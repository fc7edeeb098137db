//! IQ sample buffers
//!
//! Buffer type exchanged with sample sources and sinks, and the cf32 wire
//! format (interleaved little-endian `f32` I/Q pairs) used by software radios.

use crate::InterfaceError;
use bytes::{Buf, BufMut, Bytes, BytesMut};
use common::types::Sample;

/// Size of one cf32 sample in bytes
pub const CF32_SAMPLE_SIZE: usize = 8;

/// IQ buffer for sample exchange
#[derive(Debug, Clone, PartialEq)]
pub struct IqBuffer {
    /// Complex samples
    pub samples: Vec<Sample>,
    /// Index of the first sample in the source stream
    pub timestamp: u64,
    /// Channel index
    pub channel: usize,
}

impl IqBuffer {
    /// Create a zeroed buffer
    pub fn new(size: usize, channel: usize) -> Self {
        Self {
            samples: vec![Sample::new(0.0, 0.0); size],
            timestamp: 0,
            channel,
        }
    }

    /// Create a buffer from samples
    pub fn from_samples(samples: Vec<Sample>, timestamp: u64, channel: usize) -> Self {
        Self {
            samples,
            timestamp,
            channel,
        }
    }

    pub fn len(&self) -> usize {
        self.samples.len()
    }

    pub fn is_empty(&self) -> bool {
        self.samples.is_empty()
    }
}

/// Something samples can be read from
pub trait SampleSource {
    /// Read up to `count` samples; an empty buffer means the source is drained
    fn receive(&mut self, count: usize) -> Result<IqBuffer, InterfaceError>;
}

/// Something samples can be written to
pub trait SampleSink {
    fn transmit(&mut self, samples: &[Sample]) -> Result<(), InterfaceError>;
}

/// Encode samples as cf32
pub fn samples_to_bytes(samples: &[Sample]) -> Bytes {
    let mut bytes = BytesMut::with_capacity(samples.len() * CF32_SAMPLE_SIZE);
    for sample in samples {
        bytes.put_f32_le(sample.re as f32);
        bytes.put_f32_le(sample.im as f32);
    }
    bytes.freeze()
}

/// Decode cf32 bytes into samples
pub fn bytes_to_samples(bytes: &[u8]) -> Result<Vec<Sample>, InterfaceError> {
    if bytes.len() % CF32_SAMPLE_SIZE != 0 {
        return Err(InterfaceError::InvalidSampleData(format!(
            "{} bytes is not a whole number of cf32 samples",
            bytes.len()
        )));
    }

    let mut reader = bytes;
    let mut samples = Vec::with_capacity(bytes.len() / CF32_SAMPLE_SIZE);
    while reader.has_remaining() {
        let re = reader.get_f32_le();
        let im = reader.get_f32_le();
        samples.push(Sample::new(re as f64, im as f64));
    }
    Ok(samples)
}

#[cfg(test)]
mod tests {
    use super::*;

    #[test]
    fn test_iq_buffer_serialization() {
        let buffer = IqBuffer::from_samples(
            vec![
                Sample::new(1.0, 0.0),
                Sample::new(0.0, 1.0),
                Sample::new(-1.0, 0.0),
                Sample::new(0.0, -32768.5),
            ],
            12345,
            0,
        );

        let bytes = samples_to_bytes(&buffer.samples);
        assert_eq!(bytes.len(), 32);
        // 1.0f32 little endian
        assert_eq!(&bytes[..4], &[0x00, 0x00, 0x80, 0x3f]);

        let samples = bytes_to_samples(&bytes).unwrap();
        assert_eq!(samples, buffer.samples);
    }

    #[test]
    fn test_truncated_bytes_rejected() {
        let bytes = samples_to_bytes(&[Sample::new(0.5, 0.25)]);
        assert!(matches!(
            bytes_to_samples(&bytes[..7]),
            Err(InterfaceError::InvalidSampleData(_))
        ));
        assert!(bytes_to_samples(&[]).unwrap().is_empty());
    }

    #[test]
    fn test_buffer_constructors() {
        let buffer = IqBuffer::new(16, 1);
        assert_eq!(buffer.len(), 16);
        assert_eq!(buffer.channel, 1);
        assert!(!buffer.is_empty());
        assert!(IqBuffer::from_samples(Vec::new(), 0, 0).is_empty());
    }
}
* * *
Exercise brief: Find every line above that contains the word "count", and return each one.

Answer for the task:
    /// Read up to `count` samples; an empty buffer means the source is drained
    fn receive(&mut self, count: usize) -> Result<IqBuffer, InterfaceError>;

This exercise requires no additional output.